There are endless examples of articles explaining why a market has recently moved the way it moved. The value of these articles is what I want to question. Ironically, this is one of those articles.
First of all, what is a market? I'm talking about the simple nature, not the complex technical details of how a market functions. In essence, a market is a group of people making decisions. These people could be traders, casual investors, professional hedge funds, or businesses making exchanges.
What do all of these people have in common? They all make decisions they believe will benefit them. The result of all the combined decisions of all these different kinds of participants create the price discovery that we see in any market, be it stocks, bonds, or Bitcoin.
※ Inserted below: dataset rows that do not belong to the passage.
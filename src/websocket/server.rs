//! Multi-client WebSocket server
//!
//! Binds an HTTP listener and upgrades connections at a configured
//! path. Every accepted socket becomes a Peer: a monotonically
//! increasing id, a dedicated writer task, and a heartbeat whose
//! failure force-closes the socket. Peers are fully independent; a slow
//! or broken peer never blocks the others.

use std::collections::HashMap;
use std::net::SocketAddr;
use std::sync::atomic::{AtomicBool, AtomicU64, Ordering};
use std::sync::{Arc, Mutex as StdMutex};
use std::time::Duration;

use async_trait::async_trait;
use axum::extract::ws::{Message, WebSocket, WebSocketUpgrade};
use axum::extract::{ConnectInfo, State};
use axum::http::{HeaderMap, StatusCode};
use axum::response::{IntoResponse, Response};
use axum::routing::get;
use axum::Router;
use chrono::{DateTime, Utc};
use futures::{SinkExt, StreamExt};
use serde_json::Value;
use tokio::net::TcpListener;
use tokio::sync::{mpsc, oneshot, watch, Mutex};
use tokio::task::JoinHandle;
use tracing::{debug, info, warn};

use super::heartbeat::{Heartbeat, HeartbeatOptions};
use crate::{WsRpcError, WsRpcResult};

/// Request metadata handed to the upgrade hook before a socket is accepted
#[derive(Debug, Clone)]
pub struct UpgradeRequest {
    pub remote_addr: SocketAddr,
    pub path: String,
    pub headers: HeaderMap,
}

/// Refusing an upgrade; turned into a plain HTTP response
#[derive(Debug, Clone)]
pub struct UpgradeRejection {
    pub status: u16,
    pub reason: String,
}

impl UpgradeRejection {
    pub fn forbidden(reason: impl Into<String>) -> Self {
        Self {
            status: 403,
            reason: reason.into(),
        }
    }
}

/// Pre-upgrade gate. Runs before the socket is accepted: await freely to
/// defer, return metadata to attach it to the peer, or return a
/// rejection to deny the upgrade.
#[async_trait]
pub trait UpgradeHook: Send + Sync {
    async fn before_upgrade(&self, request: &UpgradeRequest) -> Result<Value, UpgradeRejection>;
}

#[derive(Debug, Clone)]
pub struct WebSocketServerOptions {
    /// Route that accepts WebSocket upgrades
    pub path: String,
    pub heartbeat: HeartbeatOptions,
    pub send_timeout: Duration,
}

impl Default for WebSocketServerOptions {
    fn default() -> Self {
        Self {
            path: "/".to_string(),
            heartbeat: HeartbeatOptions::default(),
            send_timeout: Duration::from_secs(10),
        }
    }
}

/// One accepted connection and its session attributes
#[derive(Debug, Clone)]
pub struct PeerInfo {
    pub id: u64,
    pub addr: SocketAddr,
    pub metadata: Value,
    pub connected_at: DateTime<Utc>,
}

/// Transport-level events observable through [`WebSocketServer::events`]
#[derive(Debug)]
pub enum ServerEvent {
    Connected(PeerInfo),
    Disconnected { peer: u64 },
    Message { peer: u64, text: String },
    ClientError { peer: Option<u64>, message: String },
}

enum Outbound {
    Frame {
        message: Message,
        ack: Option<oneshot::Sender<Result<(), String>>>,
    },
    Close,
}

struct PeerEntry {
    info: PeerInfo,
    outbound: mpsc::Sender<Outbound>,
    close_tx: watch::Sender<bool>,
}

struct ServerInner {
    options: WebSocketServerOptions,
    hook: StdMutex<Option<Arc<dyn UpgradeHook>>>,
    peers: Mutex<HashMap<u64, PeerEntry>>,
    next_peer_id: AtomicU64,
    event_tx: mpsc::Sender<ServerEvent>,
    event_consumer_attached: AtomicBool,
}

struct Runtime {
    shutdown_tx: oneshot::Sender<()>,
    task: JoinHandle<()>,
}

pub struct WebSocketServer {
    host: String,
    port: u16,
    inner: Arc<ServerInner>,
    runtime: StdMutex<Option<Runtime>>,
    event_rx: StdMutex<Option<mpsc::Receiver<ServerEvent>>>,
    local_addr: StdMutex<Option<SocketAddr>>,
}

impl WebSocketServer {
    pub fn new(host: impl Into<String>, port: u16, options: WebSocketServerOptions) -> Self {
        let (event_tx, event_rx) = mpsc::channel(256);

        Self {
            host: host.into(),
            port,
            inner: Arc::new(ServerInner {
                options,
                hook: StdMutex::new(None),
                peers: Mutex::new(HashMap::new()),
                next_peer_id: AtomicU64::new(0),
                event_tx,
                event_consumer_attached: AtomicBool::new(false),
            }),
            runtime: StdMutex::new(None),
            event_rx: StdMutex::new(Some(event_rx)),
            local_addr: StdMutex::new(None),
        }
    }

    /// Install the pre-upgrade gate. Takes effect for later upgrades.
    pub fn set_upgrade_hook(&self, hook: Arc<dyn UpgradeHook>) {
        *self.inner.hook.lock().unwrap_or_else(|e| e.into_inner()) = Some(hook);
    }

    /// Take the transport event stream. Single consumer.
    pub fn events(&self) -> Option<mpsc::Receiver<ServerEvent>> {
        let rx = self
            .event_rx
            .lock()
            .unwrap_or_else(|e| e.into_inner())
            .take();
        if rx.is_some() {
            self.inner
                .event_consumer_attached
                .store(true, Ordering::SeqCst);
        }
        rx
    }

    /// Bound address after a successful start; useful with port 0
    pub fn local_addr(&self) -> Option<SocketAddr> {
        *self.local_addr.lock().unwrap_or_else(|e| e.into_inner())
    }

    pub async fn peer_info(&self, id: u64) -> Option<PeerInfo> {
        self.inner.peers.lock().await.get(&id).map(|p| p.info.clone())
    }

    pub async fn peer_ids(&self) -> Vec<u64> {
        self.inner.peers.lock().await.keys().copied().collect()
    }

    pub async fn peer_count(&self) -> usize {
        self.inner.peers.lock().await.len()
    }

    /// Bind the listener and start accepting upgrades. Resolves once the
    /// listener is bound. Idempotent.
    pub async fn start(&self) -> WsRpcResult<()> {
        {
            let guard = self.runtime.lock().unwrap_or_else(|e| e.into_inner());
            if guard.as_ref().is_some_and(|r| !r.task.is_finished()) {
                return Ok(());
            }
        }

        let listener = TcpListener::bind((self.host.as_str(), self.port)).await?;
        let addr = listener.local_addr()?;
        *self.local_addr.lock().unwrap_or_else(|e| e.into_inner()) = Some(addr);

        let app = Router::new()
            .route(&self.inner.options.path, get(upgrade_handler))
            .with_state(self.inner.clone());

        let (shutdown_tx, shutdown_rx) = oneshot::channel::<()>();
        let task = tokio::spawn(async move {
            let result = axum::serve(
                listener,
                app.into_make_service_with_connect_info::<SocketAddr>(),
            )
            .with_graceful_shutdown(async move {
                let _ = shutdown_rx.await;
            })
            .await;

            if let Err(error) = result {
                warn!(%error, "WebSocket server terminated abnormally");
            }
        });

        info!(%addr, path = %self.inner.options.path, "WebSocket server listening");
        *self.runtime.lock().unwrap_or_else(|e| e.into_inner()) =
            Some(Runtime { shutdown_tx, task });
        Ok(())
    }

    /// Close every peer and shut the listener down. Resolves once the
    /// listener is closed. Idempotent.
    pub async fn stop(&self) -> WsRpcResult<()> {
        let runtime = self
            .runtime
            .lock()
            .unwrap_or_else(|e| e.into_inner())
            .take();

        let Some(runtime) = runtime else {
            return Ok(());
        };

        // Graceful shutdown waits for live connections, so close them.
        {
            let peers = self.inner.peers.lock().await;
            for peer in peers.values() {
                let _ = peer.close_tx.send(true);
            }
        }

        let _ = runtime.shutdown_tx.send(());
        let task = runtime.task;
        if tokio::time::timeout(Duration::from_secs(5), task).await.is_err() {
            warn!("Listener did not shut down in time");
        }

        self.inner.peers.lock().await.clear();
        info!("WebSocket server stopped");
        Ok(())
    }

    /// Send a text frame to one peer, bounded by the send timeout.
    /// Failures surface a peer-scoped client-error event and never affect
    /// other peers.
    pub async fn send(&self, peer: u64, text: String) -> WsRpcResult<()> {
        send_to_peer(&self.inner, peer, text).await
    }

    /// Force-close one peer's socket
    pub async fn close_peer(&self, peer: u64) {
        if let Some(entry) = self.inner.peers.lock().await.get(&peer) {
            let _ = entry.close_tx.send(true);
        }
    }
}

async fn send_to_peer(inner: &Arc<ServerInner>, peer: u64, text: String) -> WsRpcResult<()> {
    let outbound = {
        let peers = inner.peers.lock().await;
        peers.get(&peer).map(|p| p.outbound.clone())
    };

    let Some(outbound) = outbound else {
        return Err(WsRpcError::send(
            format!("Unknown peer {}", peer),
            None,
            Some(Value::String(text)),
        ));
    };

    let (ack_tx, ack_rx) = oneshot::channel();
    let frame = Outbound::Frame {
        message: Message::Text(text.clone().into()),
        ack: Some(ack_tx),
    };

    if outbound.send(frame).await.is_err() {
        return Err(WsRpcError::send(
            "Peer connection closed",
            None,
            Some(Value::String(text)),
        ));
    }

    let failure = match tokio::time::timeout(inner.options.send_timeout, ack_rx).await {
        Ok(Ok(Ok(()))) => return Ok(()),
        Ok(Ok(Err(error))) => format!("Failed to send message to peer: {}", error),
        Ok(Err(_)) => "Peer connection closed".to_string(),
        Err(_) => "Send timeout".to_string(),
    };

    emit(inner, ServerEvent::ClientError {
        peer: Some(peer),
        message: failure.clone(),
    })
    .await;

    Err(WsRpcError::send(failure, None, Some(Value::String(text))))
}

async fn emit(inner: &Arc<ServerInner>, event: ServerEvent) {
    if !inner.event_consumer_attached.load(Ordering::SeqCst) {
        return;
    }
    if inner.event_tx.send(event).await.is_err() {
        debug!("Server event consumer dropped");
    }
}

async fn upgrade_handler(
    State(inner): State<Arc<ServerInner>>,
    ConnectInfo(addr): ConnectInfo<SocketAddr>,
    headers: HeaderMap,
    ws: WebSocketUpgrade,
) -> Response {
    let request = UpgradeRequest {
        remote_addr: addr,
        path: inner.options.path.clone(),
        headers,
    };

    let hook = inner.hook.lock().unwrap_or_else(|e| e.into_inner()).clone();
    let metadata = match hook {
        Some(hook) => match hook.before_upgrade(&request).await {
            Ok(metadata) => metadata,
            Err(rejection) => {
                debug!(%addr, reason = %rejection.reason, "Upgrade denied");
                let status =
                    StatusCode::from_u16(rejection.status).unwrap_or(StatusCode::FORBIDDEN);
                return (status, rejection.reason).into_response();
            }
        },
        None => Value::Null,
    };

    ws.on_upgrade(move |socket| handle_socket(inner, socket, addr, metadata))
}

async fn handle_socket(
    inner: Arc<ServerInner>,
    socket: WebSocket,
    addr: SocketAddr,
    metadata: Value,
) {
    let id = inner.next_peer_id.fetch_add(1, Ordering::SeqCst) + 1;
    let info = PeerInfo {
        id,
        addr,
        metadata,
        connected_at: Utc::now(),
    };

    let (mut sink, mut stream) = socket.split();
    let (outbound_tx, mut outbound_rx) = mpsc::channel::<Outbound>(64);
    let (close_tx, mut close_rx) = watch::channel(false);

    inner.peers.lock().await.insert(
        id,
        PeerEntry {
            info: info.clone(),
            outbound: outbound_tx.clone(),
            close_tx,
        },
    );

    debug!(peer = id, %addr, "Peer connected");
    emit(&inner, ServerEvent::Connected(info)).await;

    // Dedicated writer; per-peer sends never contend on a shared sink.
    let writer = tokio::spawn(async move {
        while let Some(outbound) = outbound_rx.recv().await {
            match outbound {
                Outbound::Frame { message, ack } => {
                    let result = sink.send(message).await.map_err(|e| e.to_string());
                    let failed = result.is_err();
                    if let Some(ack) = ack {
                        let _ = ack.send(result);
                    }
                    if failed {
                        break;
                    }
                }
                Outbound::Close => {
                    let _ = sink.send(Message::Close(None)).await;
                    break;
                }
            }
        }
    });

    let hb = inner.options.heartbeat;
    let mut heartbeat = hb.enabled.then(|| {
        let probe_tx = outbound_tx.clone();
        let timeout_inner = inner.clone();
        Heartbeat::start(
            hb.interval,
            hb.timeout,
            move || {
                let _ = probe_tx.try_send(Outbound::Frame {
                    message: Message::Ping(Vec::new().into()),
                    ack: None,
                });
            },
            move || {
                // Liveness lost: surface the failure and force-close.
                let _ = timeout_inner.event_tx.try_send(ServerEvent::ClientError {
                    peer: Some(id),
                    message: "Heartbeat timeout".to_string(),
                });
                tokio::spawn(async move {
                    if let Some(entry) = timeout_inner.peers.lock().await.get(&id) {
                        let _ = entry.close_tx.send(true);
                    }
                });
            },
        )
    });

    loop {
        tokio::select! {
            changed = close_rx.changed() => {
                if changed.is_err() || *close_rx.borrow() {
                    let _ = outbound_tx.try_send(Outbound::Close);
                    break;
                }
            }
            msg = stream.next() => match msg {
                Some(Ok(Message::Text(text))) => {
                    if let Some(hb) = heartbeat.as_ref() {
                        hb.resolve();
                    }
                    emit(&inner, ServerEvent::Message { peer: id, text: text.to_string() }).await;
                }
                Some(Ok(Message::Binary(data))) => {
                    if let Some(hb) = heartbeat.as_ref() {
                        hb.resolve();
                    }
                    match String::from_utf8(data.to_vec()) {
                        Ok(text) => {
                            emit(&inner, ServerEvent::Message { peer: id, text }).await;
                        }
                        Err(_) => warn!(peer = id, "Dropping non-UTF-8 binary frame"),
                    }
                }
                Some(Ok(Message::Ping(_) | Message::Pong(_))) => {
                    // Control frames count as liveness; pings are answered
                    // automatically below us.
                    if let Some(hb) = heartbeat.as_ref() {
                        hb.resolve();
                    }
                }
                Some(Ok(Message::Close(_))) | None => break,
                Some(Err(error)) => {
                    emit(&inner, ServerEvent::ClientError {
                        peer: Some(id),
                        message: error.to_string(),
                    })
                    .await;
                    break;
                }
            },
        }
    }

    if let Some(hb) = heartbeat.as_mut() {
        hb.stop();
    }
    drop(heartbeat);
    drop(outbound_tx);

    // No peer entry may outlive its socket.
    inner.peers.lock().await.remove(&id);
    emit(&inner, ServerEvent::Disconnected { peer: id }).await;
    debug!(peer = id, "Peer disconnected");

    let _ = writer.await;
}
When it comes down to it, the only cause for a price move in any market ever is market participants making decisions to buy or sell. Period.
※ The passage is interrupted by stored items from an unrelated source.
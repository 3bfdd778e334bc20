//! Shared helpers for integration tests: a test server with a few
//! representative methods, client constructors with tight timeouts, and
//! event-wait utilities.

#![allow(dead_code)]

use std::time::Duration;

use serde_json::{json, Value};
use tokio::net::TcpStream;
use tokio_tungstenite::{MaybeTlsStream, WebSocketStream};

use wsrpc::rpc::{
    RpcClientOptions, RpcServerOptions, RpcWebSocketClient, RpcWebSocketServer,
};
use wsrpc::websocket::{ReconnectOptions, WebSocketClientOptions};
use wsrpc::WsRpcError;

pub type RawSocket = WebSocketStream<MaybeTlsStream<TcpStream>>;

pub fn default_server_options() -> RpcServerOptions {
    RpcServerOptions {
        events: vec!["price".to_string(), "trades".to_string()],
        event_patterns: vec!["market.*".to_string()],
        ..Default::default()
    }
}

/// Start a server on an ephemeral port with the standard test methods
pub async fn start_test_server() -> (RpcWebSocketServer, String) {
    start_test_server_with(default_server_options()).await
}

pub async fn start_test_server_with(options: RpcServerOptions) -> (RpcWebSocketServer, String) {
    wsrpc::logging::init_test_logging();

    let server = RpcWebSocketServer::new("127.0.0.1", 0, options).await;
    register_test_methods(&server).await;

    server.start().await.expect("server should start");
    let addr = server.local_addr().expect("server should be bound");
    (server, format!("ws://{}/", addr))
}

async fn register_test_methods(server: &RpcWebSocketServer) {
    server
        .add_method(
            "echo",
            |params, _| async move { Ok(params.unwrap_or(Value::Null)) },
            false,
        )
        .await
        .unwrap();

    // Sleeps for `ms`, then returns `value`; lets tests scramble
    // completion order and exercise timeouts.
    server
        .add_method(
            "delay_echo",
            |params, _| async move {
                let ms = params
                    .as_ref()
                    .and_then(|p| p.get("ms"))
                    .and_then(Value::as_u64)
                    .unwrap_or(0);
                tokio::time::sleep(Duration::from_millis(ms)).await;
                Ok(params
                    .and_then(|p| p.get("value").cloned())
                    .unwrap_or(Value::Null))
            },
            false,
        )
        .await
        .unwrap();

    server
        .add_method(
            "fail",
            |_, _| async { Err(WsRpcError::rpc(-32050, "deliberate failure", Some(json!("details")))) },
            false,
        )
        .await
        .unwrap();

    server
        .add_method(
            "whoami",
            |_, ctx| async move { Ok(json!({ "peer": ctx.peer, "metadata": ctx.metadata })) },
            false,
        )
        .await
        .unwrap();
}

pub fn client_options(request_timeout: Duration, reconnect: ReconnectOptions) -> RpcClientOptions {
    RpcClientOptions {
        socket: WebSocketClientOptions {
            connect_timeout: Duration::from_secs(5),
            reconnect,
            ..Default::default()
        },
        request_timeout,
        auto_resubscribe: true,
    }
}

/// Client with no reconnection and a 5 s request timeout
pub fn test_client(url: &str) -> RpcWebSocketClient {
    RpcWebSocketClient::new(
        url,
        client_options(
            Duration::from_secs(5),
            ReconnectOptions {
                enabled: false,
                ..Default::default()
            },
        ),
    )
}

/// Await one broadcast event, failing the test after 5 s
pub async fn recv_event<T: Clone>(rx: &mut tokio::sync::broadcast::Receiver<T>) -> T {
    tokio::time::timeout(Duration::from_secs(5), rx.recv())
        .await
        .expect("timed out waiting for event")
        .expect("event channel closed")
}

/// Poll until the condition holds or the deadline passes
pub async fn wait_until<F, Fut>(mut condition: F)
where
    F: FnMut() -> Fut,
    Fut: std::future::Future<Output = bool>,
{
    let deadline = tokio::time::Instant::now() + Duration::from_secs(5);
    loop {
        if condition().await {
            return;
        }
        assert!(
            tokio::time::Instant::now() < deadline,
            "condition not reached in time"
        );
        tokio::time::sleep(Duration::from_millis(25)).await;
    }
}

/// Plain tungstenite connection for protocol-level tests
pub async fn raw_connect(url: &str) -> RawSocket {
    let (socket, _) = tokio_tungstenite::connect_async(url)
        .await
        .expect("raw connect should succeed");
    socket
}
You might say, "What about economic factors?" If the participant believes these factors are real, they will act accordingly and depending on how many believe the same thing, price will be affected in reflection of their combined power. It still comes down to the combined actions of individuals (including institutions) which change price.
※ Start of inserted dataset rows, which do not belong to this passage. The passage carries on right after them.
//! Generic liveness monitor
//!
//! Probes on an interval and arms a timeout after each probe. Any call
//! to [`Heartbeat::resolve`] counts as liveness and disarms the pending
//! timeout; if the timeout elapses first the failure callback runs once
//! and probing stops. The owner decides what failure means.

use std::time::Duration;

use tokio::sync::mpsc;
use tokio::task::JoinHandle;
use tracing::trace;

#[derive(Debug, Clone, Copy)]
pub struct HeartbeatOptions {
    pub enabled: bool,
    /// Time between probes
    pub interval: Duration,
    /// How long to wait for liveness after each probe
    pub timeout: Duration,
}

impl Default for HeartbeatOptions {
    fn default() -> Self {
        Self {
            enabled: true,
            interval: Duration::from_secs(30),
            timeout: Duration::from_secs(10),
        }
    }
}

pub struct Heartbeat {
    liveness_tx: mpsc::Sender<()>,
    task: Option<JoinHandle<()>>,
}

impl Heartbeat {
    /// Start probing. `on_probe` fires every interval; `on_timeout` fires
    /// at most once, if no liveness arrives within the timeout window.
    pub fn start<P, T>(interval: Duration, timeout: Duration, on_probe: P, on_timeout: T) -> Self
    where
        P: Fn() + Send + 'static,
        T: FnOnce() + Send + 'static,
    {
        let (liveness_tx, mut liveness_rx) = mpsc::channel::<()>(16);

        let task = tokio::spawn(async move {
            let mut ticker = tokio::time::interval(interval);
            ticker.set_missed_tick_behavior(tokio::time::MissedTickBehavior::Delay);
            ticker.tick().await; // first tick completes immediately

            loop {
                ticker.tick().await;

                // Liveness observed between probes has already satisfied
                // us; drain it so it cannot answer for the next probe.
                while liveness_rx.try_recv().is_ok() {}

                on_probe();

                match tokio::time::timeout(timeout, liveness_rx.recv()).await {
                    Ok(Some(())) => trace!("heartbeat liveness confirmed"),
                    Ok(None) => break, // handle dropped, monitor stopped
                    Err(_) => {
                        on_timeout();
                        break;
                    }
                }
            }
        });

        Self {
            liveness_tx,
            task: Some(task),
        }
    }

    /// Record liveness, disarming the currently armed timeout if any
    pub fn resolve(&self) {
        let _ = self.liveness_tx.try_send(());
    }

    /// Cancel interval and pending timeout. Idempotent.
    pub fn stop(&mut self) {
        if let Some(task) = self.task.take() {
            task.abort();
        }
    }
}

impl Drop for Heartbeat {
    fn drop(&mut self) {
        self.stop();
    }
}

#[cfg(test)]
mod tests {
    use super::*;
    use std::sync::atomic::{AtomicUsize, Ordering};
    use std::sync::Arc;

    fn counters() -> (Arc<AtomicUsize>, Arc<AtomicUsize>) {
        (Arc::new(AtomicUsize::new(0)), Arc::new(AtomicUsize::new(0)))
    }

    #[tokio::test(start_paused = true)]
    async fn test_probe_fires_each_interval_when_resolved() {
        let (probes, timeouts) = counters();
        let (p, t) = (probes.clone(), timeouts.clone());

        let hb = Heartbeat::start(
            Duration::from_secs(30),
            Duration::from_secs(10),
            move || {
                p.fetch_add(1, Ordering::SeqCst);
            },
            move || {
                t.fetch_add(1, Ordering::SeqCst);
            },
        );

        for _ in 0..3 {
            tokio::time::sleep(Duration::from_secs(31)).await;
            hb.resolve();
            tokio::time::sleep(Duration::from_secs(1)).await;
        }

        assert_eq!(probes.load(Ordering::SeqCst), 3);
        assert_eq!(timeouts.load(Ordering::SeqCst), 0);
    }

    #[tokio::test(start_paused = true)]
    async fn test_timeout_fires_once_without_liveness() {
        let (probes, timeouts) = counters();
        let (p, t) = (probes.clone(), timeouts.clone());

        let _hb = Heartbeat::start(
            Duration::from_secs(30),
            Duration::from_secs(10),
            move || {
                p.fetch_add(1, Ordering::SeqCst);
            },
            move || {
                t.fetch_add(1, Ordering::SeqCst);
            },
        );

        // Long enough for several intervals; probing must stop after the
        // first missed timeout.
        tokio::time::sleep(Duration::from_secs(200)).await;

        assert_eq!(probes.load(Ordering::SeqCst), 1);
        assert_eq!(timeouts.load(Ordering::SeqCst), 1);
    }

    #[tokio::test(start_paused = true)]
    async fn test_stale_liveness_does_not_satisfy_next_probe() {
        let (probes, timeouts) = counters();
        let (p, t) = (probes.clone(), timeouts.clone());

        let hb = Heartbeat::start(
            Duration::from_secs(30),
            Duration::from_secs(10),
            move || {
                p.fetch_add(1, Ordering::SeqCst);
            },
            move || {
                t.fetch_add(1, Ordering::SeqCst);
            },
        );

        // First round: answer the probe, then pile up stale liveness
        // before the second probe arms.
        tokio::time::sleep(Duration::from_secs(31)).await;
        hb.resolve();
        tokio::time::sleep(Duration::from_secs(1)).await;
        hb.resolve();
        hb.resolve();

        // Second round: no fresh liveness after the probe.
        tokio::time::sleep(Duration::from_secs(45)).await;

        assert_eq!(timeouts.load(Ordering::SeqCst), 1);
    }

    #[tokio::test(start_paused = true)]
    async fn test_stop_is_idempotent_and_suppresses_timeout() {
        let (probes, timeouts) = counters();
        let (p, t) = (probes.clone(), timeouts.clone());

        let mut hb = Heartbeat::start(
            Duration::from_secs(30),
            Duration::from_secs(10),
            move || {
                p.fetch_add(1, Ordering::SeqCst);
            },
            move || {
                t.fetch_add(1, Ordering::SeqCst);
            },
        );

        tokio::time::sleep(Duration::from_secs(31)).await;
        hb.stop();
        hb.stop();

        tokio::time::sleep(Duration::from_secs(120)).await;
        assert_eq!(timeouts.load(Ordering::SeqCst), 0);
    }
}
Why does this matter? It matters because this means that markets, including Bitcoin, are what are called living systems. If you tip an hour glass and watch the sand fall, slowly forming a cone shaped mountain, even if a computer knows the position and velocity of every single grain of sand, when the mountain collapses, the resulting position of each grain of sand and the new shape formed, are fundamentally unpredictable even by all the supercomputers in the world.
The same is true for the market but human behaviour is vastly more complex and complicated than an hourglass.
While on September 2 the probability of a price reversal to a potential low of $3000 was high, the resulting character of price movement was completely unknowable. It could've gone sideways, chaotically down, or straight down as it did.
So how is it that news was the cause if this bear move started days before JP Morgan's Jamie Dimon pulled his little stunt? This happens all the time in all markets and newspapers too.
A piece of news hits, then price moves according to the usual ebb and flow, then if the move is as predicted, everyone says, "See?! JP Morgan caused this." If price does something unexpected, a different cause is chosen. There is plenty of news on any given day to choose from. We hear from the traders who win and the traders who lose, trading on the wrong news, stay silent. All the while, price is moving in a fractal, chaotic, unpredictable manner, while everyone scrambles to explain the price action in hindsight and predict the future.
There is an illusion of predictability and an illusion of cause and effect. Sure, Jamie Dimon may have scared some Bitcoin holders into selling which may have pushed prices lower. That's not something we can ever know for sure and what would be the value of knowing? What's important to note is that in hindsight, it appears obvious that that news was the single cause for the price slump. It also appears obvious that anyone trading on that news was "right" about the impending slump. These are illusions.
What if the price had shot upward after the JP Morgan announcement? There would have been articles about another piece of news which "overpowered the fears" of Jamie Dimon's fib. All the traders who got it right would speak up about how much money they made. See my point?
It has been disproven time and again that reading the news helps to predict the market. A horoscope is as effective. This is only according to some of the greatest scientists of the last century, including Benoit Mandelbrot, the creator of fractal geometry which revolutionized many different fields including finance, biology, and computer graphics.
Yet we still see the same headlines. "Bitcoin drops 8% after JPMorgan's Jamie Dimon calls it a fraud." -CNBC
What is the value of articles like the CNBC one? Can we use the news to predict the market? Sure, but according to cutting edge science, odds are you'll lose in the long run.
Do we try to find a cause to ease our fears of even lower prices? Does it give us pleasure to have apparent knowledge about the market?
Whatever the reason, the only cause of the recent Bitcoin drop in price we can know for sure is that the power of willing sellers was greater than the power of those willing to buy.